Another piece in my Madman Series. A unique degree of madness is personified by the legendary Mick Jagger. You might say this madness is expressed between rock and a hard face. I saw Jagger for the first time in 1966 and knew immediately that I was witness to the emergence of a profound and innovative movement. Beneath an overtone of anxiety, I laboured to savor every moment. Against all odds, I have had the grace to accumulate more than forty additional years of Jagger moments with anticipation of more in the future. It is my fervent wish that the mechanism of my creativity will remain as well-oiled as his has.
Oil on Canvas
53" x 65"
Another piece in my Madman Series.

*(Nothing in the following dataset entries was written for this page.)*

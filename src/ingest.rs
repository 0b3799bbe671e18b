//! One-shot ingestion pipeline: page texts in, persisted index out.
//!
//! Segments the pages into an outline, assembles chunks, fingerprints the
//! source, and builds the index artifact at the configured path. Ingestion
//! is batch-only; callers wanting a fresh index run it again, and callers
//! must not run two ingestions against the same path concurrently.

use serde::Serialize;
use sha2::{Digest, Sha256};
use thiserror::Error;
use tracing::info;

use crate::chunk::ChunkBuilder;
use crate::config::Settings;
use crate::embedding::{EmbeddingError, EmbeddingProvider};
use crate::index::{BuildProgress, GuidelineIndex, IndexError};
use crate::outline::{OutlineAnomaly, PageText, SegmentError, Segmenter};

/// Errors from the ingestion pipeline.
#[derive(Error, Debug)]
pub enum IngestError {
    #[error(transparent)]
    Segment(#[from] SegmentError),

    #[error(transparent)]
    Index(IndexError),

    #[error(transparent)]
    Embedding(EmbeddingError),
}

// Embedding failures are worth distinguishing for callers (retry with a
// different provider vs. fix the artifact path), so unwrap them from the
// index error they arrive in.
impl From<IndexError> for IngestError {
    fn from(err: IndexError) -> Self {
        match err {
            IndexError::Embedding(inner) => Self::Embedding(inner),
            other => Self::Index(other),
        }
    }
}

/// Result type for ingestion.
pub type IngestResult<T> = Result<T, IngestError>;

/// Counts and anomalies from one ingestion run.
#[derive(Debug, Clone, Serialize)]
pub struct IngestReport {
    /// Input pages processed.
    pub pages: usize,
    /// Sections detected.
    pub sections: usize,
    /// Subsections detected.
    pub subsections: usize,
    /// Recommendations detected.
    pub recommendations: usize,
    /// Recommendations in an actionable urgency tier.
    pub urgent_recommendations: usize,
    /// Chunks written to the index.
    pub chunks: usize,
    /// Structural anomalies found while segmenting (non-fatal).
    pub anomalies: Vec<OutlineAnomaly>,
}

/// Run the full pipeline and persist the index at `settings.index_path`.
///
/// Returns the ready index together with a report of what was ingested.
pub fn ingest_pages(
    pages: &[PageText],
    settings: &Settings,
    provider: &dyn EmbeddingProvider,
    on_progress: impl FnMut(BuildProgress),
) -> IngestResult<(GuidelineIndex, IngestReport)> {
    let outline = Segmenter::new().segment(pages)?;
    info!(
        "segmented {} pages: {} sections, {} subsections, {} recommendations ({} anomalies)",
        pages.len(),
        outline.sections(),
        outline.subsections(),
        outline.recommendations(),
        outline.anomalies.len()
    );

    let chunks = ChunkBuilder::new(settings.chunking, &settings.document_label).build(&outline);
    let fingerprint = fingerprint_pages(pages);

    let index = GuidelineIndex::build(
        &settings.index_path,
        &chunks,
        &settings.document_label,
        &fingerprint,
        provider,
        on_progress,
    )?;

    let report = IngestReport {
        pages: pages.len(),
        sections: outline.sections(),
        subsections: outline.subsections(),
        recommendations: outline.recommendations(),
        urgent_recommendations: outline.urgent_recommendations(),
        chunks: chunks.len(),
        anomalies: outline.anomalies,
    };
    info!(
        "ingest complete: {} chunks indexed at {}",
        report.chunks,
        settings.index_path.display()
    );

    Ok((index, report))
}

/// SHA-256 over the page numbers and texts, hex-encoded.
///
/// Stored in the index metadata so a rebuilt index can be traced back to
/// its exact source extraction.
pub fn fingerprint_pages(pages: &[PageText]) -> String {
    let mut hasher = Sha256::new();
    for page in pages {
        hasher.update(page.number.to_le_bytes());
        hasher.update(page.text.as_bytes());
        // Keep page splits distinguishable from concatenated text.
        hasher.update([0u8]);
    }
    hasher
        .finalize()
        .iter()
        .map(|byte| format!("{byte:02x}"))
        .collect()
}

A continuing body of work in which madness translates to unrestrained passion and grandiosity.
Oil on Canvas
39" x 45"
Another piece in my Madman Series. State Senator Fiorello LaGuardia circa 1928, before he became the greatest Mayor of New York City.
Oil on Canvas
32.5" x 32.5"
My studio is equipped with all of the modern conveniences of the 1970’s. Therefore, for the last decade, I have been unable to receive adequate radio and television signals. It dawned on me that the antenna has become as useless as Polaroid film. I began to enumerate all of the devices that I possess which require the transmission of satellite signals and radio waves. It occurred to me that each of us walks through and breathes in a veritable soup of these waves on a daily basis. Interference is a visual interpretation of wave concentration in an extremely small area. I wonder if my reception would be better if the transmitter had a purpose.
Oil on Canvas
38" x 61"
A work in the genre of double entendre with a visual translation. The green and pink background colors represent the magnification of blue-green veins against pink skin. The abstract geometric form is a syringe. Within the perimeter of the syringe is a blood clot disseminating into solution. The solution was my drug of choice. (Paki is alternative street jargon for Pakistani heroin).
Oil on Canvas
31" x 41"
During one of my frequent escapes to New York City I found myself perched high atop 5th Avenue on a beautiful Sunday afternoon. On the street below I beheld a colorful celebration of gay pride which, at the time, was heralded as the largest parade of the year. The procession seemed endless with brass bands, floats, and columns of marchers, representing diverse sub-cultures within the gay community. As I stepped back into the loft, I took one more fleeting glance at the spectacle below. Parade Route is a glimpse of that moment committed to memory.
Oil on Canvas
53" x 53"
Another piece in my Madman Series. Phoolan Devi, India's fabled 'Bandit Queen'
Oil on Canvas
38" x 37"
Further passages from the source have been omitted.